Architect Tom Kligerman Puts His New Jersey Tudor On the Market

AD100 architect Tom Kligerman and his wife, Kristen, have succumbed to empty-nest syndrome, and put their fairy-tale Maplewood, New Jersey, home on the market for $899,000. “The reason we bought the house—back in 1995—was that it was in really good condition,” says Kligerman, a partner in the New York– and San Francisco–based firm Ike Kligerman Barkley. “Practically very little had happened to it in the almost 70 years since it was built.”

Completed somewhere between 1924 and 1927, the 12-room Tudor, with five bedrooms, three full baths, and a half bath, is on a third of an acre under a canopy of trees, nestled into a hill and set back from the road on Washington Park. “One of the great things is that it’s in the woods at the edge of a stream, and absolutely quiet—if you open the windows you can hear a babbling brook,” he says. The property’s original owner was an engineer at Thomas Edison’s laboratory in West Orange, New Jersey, which was the Silicon Valley of the 1920s. Over a century earlier, the land had been part of an apple farm belonging to Timothy Ball—a relative of Martha Washington—which Kligerman believes accounts for the Washington Park name. In fact, there’s a local legend that during the Battle of Springfield, in 1780, George Washington stayed in the Timothy Ball House—a historic Colonial-era home that sits at the bottom of the hill.

While the 2,842-square-foot house was in extraordinary condition, Kligerman made some necessary updates to the interior. “We redid most of the bathrooms, the kitchen, and the master bedroom, putting in modern versions of what might have been there in the 1920s,” he explains. There was, however, one bathroom they didn’t mess with. “It has a beautiful green Arts and Crafts tile, the original bathtub, and most of the original fixtures—we simply added some new surface-mounted stuff you’d have seen in a house back then,” he says. “We tried to respect the time period while also making it a modern, functioning house.” One necessity was air-conditioning. “It was a big [internal] battle for me because we had to start cutting into the house, but the summers in New Jersey are just too hot to survive without it.”

The main rooms are heavy oak timber, reportedly salvaged from a ship, but Kligerman’s well-trained eye led him to a different conclusion. “I definitely believe it’s reclaimed, but it more likely came out of a barn because you can see the old mortise and tenon joints cut into the beams in the living room.” The floors are pegged oak; clinker brick was used in the chimney; and the rest of the exterior is a combination of that, leaded glass, stucco, and local stone. The beautifully graduated slate roof goes from about an inch-and-a-half-thick slate at the bottom to a much smaller slate at the top.

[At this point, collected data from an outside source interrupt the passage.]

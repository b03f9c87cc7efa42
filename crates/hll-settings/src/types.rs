//! Settings type definitions.
//!
//! All types use `#[serde(rename_all = "camelCase", default)]`: a settings
//! file may set any subset of fields and the rest keep their defaults.

use hll_core::StorageMode;
use serde::{Deserialize, Serialize};

/// Root settings for the storage subsystem.
///
/// ```json
/// {
///   "mode": "dual",
///   "central": { "url": "postgres://hll@db/hll", "poolMaxSize": 20 },
///   "audit": { "countTolerance": 50 }
/// }
/// ```
#[derive(Clone, Debug, Default, PartialEq, Serialize, Deserialize)]
#[serde(rename_all = "camelCase", default)]
pub struct StorageSettings {
    /// Persisted storage mode. Lowest-priority mode source after the default.
    #[serde(skip_serializing_if = "Option::is_none")]
    pub mode: Option<StorageMode>,
    /// Legacy SQLite store.
    pub legacy: LegacySettings,
    /// Central Postgres store.
    pub central: CentralSettings,
    /// Secondary-write replication during dual mode.
    pub replication: ReplicationSettings,
    /// Consistency auditor.
    pub audit: AuditSettings,
    /// Backfill migrator.
    pub backfill: BackfillSettings,
    /// Logging output.
    pub logging: LoggingSettings,
}

/// Legacy store settings.
#[derive(Clone, Debug, PartialEq, Eq, Serialize, Deserialize)]
#[serde(rename_all = "camelCase", default)]
pub struct LegacySettings {
    /// Path of the SQLite database file.
    pub path: String,
    /// Connection pool size.
    pub pool_size: u32,
    /// SQLite `busy_timeout` in milliseconds.
    pub busy_timeout_ms: u64,
    /// Rows fetched per page by streaming reads.
    pub read_page_size: u32,
}

impl Default for LegacySettings {
    fn default() -> Self {
        Self {
            path: "sessions.db".to_string(),
            pool_size: 4,
            busy_timeout_ms: 5_000,
            read_page_size: 500,
        }
    }
}

/// Central store settings.
#[derive(Clone, Debug, PartialEq, Eq, Serialize, Deserialize)]
#[serde(rename_all = "camelCase", default)]
pub struct CentralSettings {
    /// Postgres connection string. Unset means the central store is unavailable.
    #[serde(skip_serializing_if = "Option::is_none")]
    pub url: Option<String>,
    /// Minimum pooled connections.
    pub pool_min_size: u32,
    /// Maximum pooled connections.
    pub pool_max_size: u32,
    /// How long a caller waits for a pooled connection.
    pub acquire_timeout_ms: u64,
    /// Per-statement timeout; `None` leaves the server default.
    #[serde(skip_serializing_if = "Option::is_none")]
    pub statement_timeout_ms: Option<u64>,
    /// Monthly partitions created ahead of the current month at connect.
    pub precreate_months: u32,
    /// Rows fetched per page by streaming reads.
    pub read_page_size: u32,
    /// Apply pending schema migrations at connect.
    pub run_migrations: bool,
}

impl Default for CentralSettings {
    fn default() -> Self {
        Self {
            url: None,
            pool_min_size: 1,
            pool_max_size: 10,
            acquire_timeout_ms: 5_000,
            statement_timeout_ms: None,
            precreate_months: 1,
            read_page_size: 1_000,
            run_migrations: true,
        }
    }
}

/// Replication settings.
#[derive(Clone, Debug, PartialEq, Eq, Serialize, Deserialize)]
#[serde(rename_all = "camelCase", default)]
pub struct ReplicationSettings {
    /// Queued secondary writes above which a warning is logged.
    pub backlog_warn_threshold: usize,
    /// Upper bound on waiting for the queue to empty at shutdown.
    pub drain_timeout_ms: u64,
    /// Retries of a transiently failing secondary write before it is
    /// recorded as a divergence.
    pub max_retries: u32,
    /// First retry delay in milliseconds.
    pub base_delay_ms: u64,
    /// Retry delay ceiling in milliseconds.
    pub max_delay_ms: u64,
    /// A session lane with nothing queued for this long is released.
    pub lane_idle_ms: u64,
}

impl Default for ReplicationSettings {
    fn default() -> Self {
        Self {
            backlog_warn_threshold: 25,
            drain_timeout_ms: 30_000,
            max_retries: 3,
            base_delay_ms: 200,
            max_delay_ms: 5_000,
            lane_idle_ms: 60_000,
        }
    }
}

/// Auditor settings.
#[derive(Clone, Debug, PartialEq, Eq, Serialize, Deserialize)]
#[serde(rename_all = "camelCase", default)]
pub struct AuditSettings {
    /// Run the periodic auditor while in dual mode.
    pub enabled: bool,
    /// Seconds between audit runs.
    pub interval_secs: u64,
    /// Allowed event-count difference per session.
    pub count_tolerance: u64,
    /// Consecutive runs a mismatch must persist before alerting.
    pub confirmations: u32,
    /// Compare content checksums when counts agree.
    pub checksums: bool,
}

impl Default for AuditSettings {
    fn default() -> Self {
        Self {
            enabled: true,
            interval_secs: 300,
            count_tolerance: 0,
            confirmations: 2,
            checksums: false,
        }
    }
}

/// Backfill settings.
#[derive(Clone, Debug, PartialEq, Eq, Serialize, Deserialize)]
#[serde(rename_all = "camelCase", default)]
pub struct BackfillSettings {
    /// Rows per copied batch.
    pub batch_size: u32,
    /// Retries per batch for transient failures.
    pub max_retries: u32,
    /// Base backoff delay in milliseconds.
    pub base_delay_ms: u64,
    /// Maximum backoff delay in milliseconds.
    pub max_delay_ms: u64,
    /// Checkpoint file location.
    pub checkpoint_path: String,
}

impl Default for BackfillSettings {
    fn default() -> Self {
        Self {
            batch_size: 1_000,
            max_retries: 5,
            base_delay_ms: 500,
            max_delay_ms: 30_000,
            checkpoint_path: "backfill.checkpoint.json".to_string(),
        }
    }
}

/// Logging settings.
#[derive(Clone, Debug, PartialEq, Eq, Serialize, Deserialize)]
#[serde(rename_all = "camelCase", default)]
pub struct LoggingSettings {
    /// Default `EnvFilter` directive.
    pub level: String,
    /// Emit JSON lines instead of the compact format.
    pub json: bool,
}

impl Default for LoggingSettings {
    fn default() -> Self {
        Self {
            level: "info".to_string(),
            json: false,
        }
    }
}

Kligerman also transformed the landscaping, based on his archaeological understanding of the property. “It was really in terrible shape, so we put in a terrace and a retaining wall, and planted a lot of native shrubs you’d find in an East Coast woodland,” he explains. “We allowed the native laurel and rhododendron to reestablish themselves, and uncovered azaleas we found beneath a labyrinth of euonymus—it’s not the typical suburban lawn you find in Maplewood.”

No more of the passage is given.